▶ Exercise aim
Copy out once more, exactly, the line with "AppError::Internal(err) => tracing::error!(error" and all the lines after it, up to the last line of the data.

Data extracted from a collection
***

use axum::{
    http::StatusCode,
    response::{IntoResponse, Response},
};
use thiserror::Error;

use crate::response::{ApiResponse, ErrorData, Meta};

#[derive(Debug, Error)]
pub enum AppError {
    #[error("Not Found")]
    NotFound,

    #[error("{0}")]
    BadRequest(String),

    #[error("{0}")]
    Unauthorized(String),

    #[error("Forbidden")]
    Forbidden,

    #[error("Database error")]
    DbError(#[from] sqlx::Error),

    #[error("ORM error")]
    OrmError(#[from] sea_orm::DbErr),

    #[error("Internal Server Error")]
    Internal(#[from] anyhow::Error),
}

impl AppError {
    pub fn status(&self) -> StatusCode {
        match self {
            AppError::NotFound => StatusCode::NOT_FOUND,
            AppError::BadRequest(_) => StatusCode::BAD_REQUEST,
            AppError::Unauthorized(_) => StatusCode::UNAUTHORIZED,
            AppError::Forbidden => StatusCode::FORBIDDEN,
            AppError::DbError(_) | AppError::OrmError(_) | AppError::Internal(_) => {
                StatusCode::INTERNAL_SERVER_ERROR
            }
        }
    }
}

impl IntoResponse for AppError {
    fn into_response(self) -> Response {
        let status = self.status();
        match &self {
            AppError::DbError(err) => tracing::error!(error = %err, "database error"),
            AppError::OrmError(err) => tracing::error!(error = %err, "orm error"),
            AppError::Internal(err) => tracing::error!(error = %err, "internal error"),
            _ => {}
        }

        let message = self.to_string();
        let body = ApiResponse {
            message: message.clone(),
            data: Some(ErrorData { error: message }),
            meta: Some(Meta::empty()),
        };

        (status, axum::Json(body)).into_response()
    }
}

pub type AppResult<T> = Result<T, AppError>;

/// Turn a unique-constraint failure into a 400 carrying `message`; other
/// database errors pass through.
pub fn on_unique_violation(err: sea_orm::DbErr, message: &str) -> AppError {
    match err.sql_err() {
        Some(sea_orm::SqlErr::UniqueConstraintViolation(_)) => {
            AppError::BadRequest(message.to_string())
        }
        _ => AppError::OrmError(err),
    }
}

#[cfg(test)]
mod tests {
    use super::*;

    #[test]
    fn bad_request_keeps_message() {
        let err = AppError::BadRequest("Cart is empty".into());
        assert_eq!(err.to_string(), "Cart is empty");
        assert_eq!(err.status(), StatusCode::BAD_REQUEST);
    }

    #[test]
    fn non_unique_db_errors_stay_internal() {
        let err = on_unique_violation(
            sea_orm::DbErr::Custom("connection reset".into()),
            "Product name already exists",
        );
        assert!(matches!(err, AppError::OrmError(_)));
        assert_eq!(err.status(), StatusCode::INTERNAL_SERVER_ERROR);
    }

    #[test]
    fn storage_errors_map_to_500() {
        let err = AppError::Internal(anyhow::anyhow!("boom"));
        assert_eq!(err.status(), StatusCode::INTERNAL_SERVER_ERROR);
        assert_eq!(err.to_string(), "Internal Server Error");
    }
}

***

▶ Expected answer
            AppError::Internal(err) => tracing::error!(error = %err, "internal error"),
            _ => {}
        }

        let message = self.to_string();
        let body = ApiResponse {
            message: message.clone(),
            data: Some(ErrorData { error: message }),
            meta: Some(Meta::empty()),
        };

        (status, axum::Json(body)).into_response()
    }
}

pub type AppResult<T> = Result<T, AppError>;

/// Turn a unique-constraint failure into a 400 carrying `message`; other
/// database errors pass through.
pub fn on_unique_violation(err: sea_orm::DbErr, message: &str) -> AppError {
    match err.sql_err() {
        Some(sea_orm::SqlErr::UniqueConstraintViolation(_)) => {
            AppError::BadRequest(message.to_string())
        }
        _ => AppError::OrmError(err),
    }
}

#[cfg(test)]
mod tests {
    use super::*;

    #[test]
    fn bad_request_keeps_message() {
        let err = AppError::BadRequest("Cart is empty".into());
        assert_eq!(err.to_string(), "Cart is empty");
        assert_eq!(err.status(), StatusCode::BAD_REQUEST);
    }

    #[test]
    fn non_unique_db_errors_stay_internal() {
        let err = on_unique_violation(
            sea_orm::DbErr::Custom("connection reset".into()),
            "Product name already exists",
        );
        assert!(matches!(err, AppError::OrmError(_)));
        assert_eq!(err.status(), StatusCode::INTERNAL_SERVER_ERROR);
    }

    #[test]
    fn storage_errors_map_to_500() {
        let err = AppError::Internal(anyhow::anyhow!("boom"));
        assert_eq!(err.status(), StatusCode::INTERNAL_SERVER_ERROR);
        assert_eq!(err.to_string(), "Internal Server Error");
    }
}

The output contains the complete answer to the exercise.